Having just spent two weeks in the capital city of Madrid, I was skeptical that another Spanish city would have the ability to capture my heart in the same way that Madrid had. However, it didn´t take long for me to find the charm of Sevilla. It definitely wasn´t my introduction to the Andalusian delicacy of cold tomato soup, gazpacho, on a sidewalk cafe that first afternoon, which won me over (it would be a few more years before my taste buds matured enough to acquire a love for gazpacho). It was more likely my first visit to the Palace Gardens of the Real Alcazar, where I found myself absolutely overwhelmed by the beauty of the architecture and greenery which surrounded me. I wrote in my journal at the time “Why would anyone ever take their kids to Disneyland when there are places as beautiful and magical as Sevilla?” (As a wide eyed, naive 20-year-old traveling Europe for the first time, I had yet to really comprehend the economical difference behind these two possible vacation plans).
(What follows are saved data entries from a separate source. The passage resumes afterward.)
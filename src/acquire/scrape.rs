//! CSS-selector scraping for sites without a usable feed.

use std::collections::HashSet;
use std::time::Duration;

use reqwest::Client;
use scraper::{ElementRef, Html, Selector};
use tracing::debug;
use url::Url;

use super::AcquiredItem;
use crate::http::{self, resolve_url, FetchFailure};
use crate::{BlogwatchError, Result};

/// Extracts item links from an HTML page with a CSS selector.
#[derive(Debug, Clone)]
pub struct ScrapeAcquirer {
    client: Client,
    timeout: Duration,
    max_bytes: u64,
}

impl ScrapeAcquirer {
    pub fn new(client: Client, timeout: Duration, max_bytes: u64) -> Self {
        Self {
            client,
            timeout,
            max_bytes,
        }
    }

    /// Fetch `page_url` and collect one item per element matching `selector`.
    pub async fn scrape(&self, page_url: &str, selector: &str) -> Result<Vec<AcquiredItem>> {
        let page = http::fetch(&self.client, page_url, self.timeout, self.max_bytes)
            .await
            .map_err(|e| match e {
                FetchFailure::InvalidUrl(_) => BlogwatchError::ScrapeParse(e.to_string()),
                _ => BlogwatchError::ScrapeFetch(e.to_string()),
            })?;

        let items = extract_items(&page.text(), &page.url, selector)?;
        debug!("Scraped {} item(s) from {} ({})", items.len(), page_url, selector);
        Ok(items)
    }
}

/// Collect items from `html` for every element matching `selector`.
///
/// A match that is not itself an anchor is narrowed to its first descendant
/// anchor. Hrefs resolve against `base`, and the first occurrence of a URL
/// wins. Titles fall back from link text to the `title` attribute to the
/// matched container's text.
pub fn extract_items(html: &str, base: &Url, selector: &str) -> Result<Vec<AcquiredItem>> {
    let matcher = Selector::parse(selector)
        .map_err(|e| BlogwatchError::ScrapeParse(format!("invalid selector {:?}: {}", selector, e)))?;
    let anchor = Selector::parse("a")
        .map_err(|e| BlogwatchError::ScrapeParse(e.to_string()))?;

    let document = Html::parse_document(html);
    let mut seen = HashSet::new();
    let mut items = Vec::new();

    for matched in document.select(&matcher) {
        let link = if matched.value().name().eq_ignore_ascii_case("a") {
            matched
        } else {
            match matched.select(&anchor).next() {
                Some(link) => link,
                None => continue,
            }
        };

        let Some(url) = link.value().attr("href").and_then(|h| resolve_url(base, h)) else {
            continue;
        };
        if !seen.insert(url.clone()) {
            continue;
        }

        let mut title = element_text(link);
        if title.is_empty() {
            title = link
                .value()
                .attr("title")
                .map(collapse_whitespace)
                .unwrap_or_default();
        }
        if title.is_empty() && link.id() != matched.id() {
            title = element_text(matched);
        }
        if title.is_empty() {
            continue;
        }

        items.push(AcquiredItem::new(title, url));
    }

    Ok(items)
}

fn element_text(element: ElementRef<'_>) -> String {
    collapse_whitespace(&element.text().collect::<String>())
}

fn collapse_whitespace(text: &str) -> String {
    text.split_whitespace().collect::<Vec<_>>().join(" ")
}
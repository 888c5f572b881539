//! blogwatch - blog ingestion core
//!
//! Discovers and parses blog feeds, falls back to scraping pages with a CSS
//! selector, resolves thumbnails, and stores new items without duplicates.

pub mod acquire;
pub mod cli;
pub mod config;
pub mod db;
pub mod dedup;
pub mod error;
pub mod http;
pub mod logging;
pub mod scan;
pub mod store;
pub mod thumbnail;

pub use acquire::{AcquiredItem, FeedAcquirer, ParsedFeed, ScrapeAcquirer};
pub use config::{Config, ScanSettings};
pub use db::Database;
pub use error::{BlogwatchError, Result};
pub use scan::{ScanResult, ScanSummary, ScanTier, Scanner};
pub use store::{Item, ItemFilter, ItemRepository, NewItem, NewSource, Source, SourceRepository};
pub use thumbnail::{FeedMetadata, ThumbnailHints, ThumbnailResolver};
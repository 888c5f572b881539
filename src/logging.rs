//! Logging setup for the blogwatch binary.
//!
//! Log lines go to stderr so that scan results printed on stdout (including
//! `--json` output) stay machine-readable. A log file, when configured, is
//! appended to across runs.

use std::fs::{self, File, OpenOptions};
use std::path::Path;
use std::sync::Arc;

use tracing_subscriber::filter::LevelFilter;
use tracing_subscriber::fmt::writer::MakeWriterExt;
use tracing_subscriber::prelude::*;
use tracing_subscriber::EnvFilter;

use crate::config::LoggingConfig;
use crate::Result;

/// Map a configured level name to a filter. Unknown names mean `info`.
fn level_filter(level: &str) -> LevelFilter {
    match level.trim().to_ascii_lowercase().as_str() {
        "off" => LevelFilter::OFF,
        "trace" => LevelFilter::TRACE,
        "debug" => LevelFilter::DEBUG,
        "warn" | "warning" => LevelFilter::WARN,
        "error" => LevelFilter::ERROR,
        _ => LevelFilter::INFO,
    }
}

/// `RUST_LOG` directives win; the configured level is the fallback.
fn env_filter(level: &str) -> EnvFilter {
    EnvFilter::builder()
        .with_default_directive(level_filter(level).into())
        .from_env_lossy()
}

/// Open `path` for appending, creating it and its parent directory if needed.
fn open_log_file(path: &Path) -> Result<File> {
    if let Some(parent) = path.parent() {
        if !parent.as_os_str().is_empty() && !parent.exists() {
            fs::create_dir_all(parent)?;
        }
    }
    Ok(OpenOptions::new().create(true).append(true).open(path)?)
}

/// Install the global subscriber described by `config`.
///
/// An empty `config.file` logs to stderr only.
pub fn init(config: &LoggingConfig) -> Result<()> {
    if config.file.is_empty() {
        init_console_only(&config.level);
        return Ok(());
    }

    let log_file = Arc::new(open_log_file(Path::new(&config.file))?);

    tracing_subscriber::registry()
        .with(
            tracing_subscriber::fmt::layer()
                .with_writer(std::io::stderr.and(log_file))
                .with_ansi(false)
                .with_target(false),
        )
        .with(env_filter(&config.level))
        .init();

    Ok(())
}

/// Install a stderr-only subscriber.
pub fn init_console_only(level: &str) {
    tracing_subscriber::registry()
        .with(
            tracing_subscriber::fmt::layer()
                .with_writer(std::io::stderr)
                .with_target(false),
        )
        .with(env_filter(level))
        .init();
}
In Sevilla I was introduced to many memorable firsts in Spain: flamenco, sangria, drinking beer at a circus, an important bullfight, eating breakfast at a sidewalk cafe by myself, and most importantly it was here that I discovered my desire to learn to speak Spanish. While waiting in line for the circus, a small Spanish girl taught me my very first phrase in her language, ¿Te gustan los elefantes? (do you like elephants?).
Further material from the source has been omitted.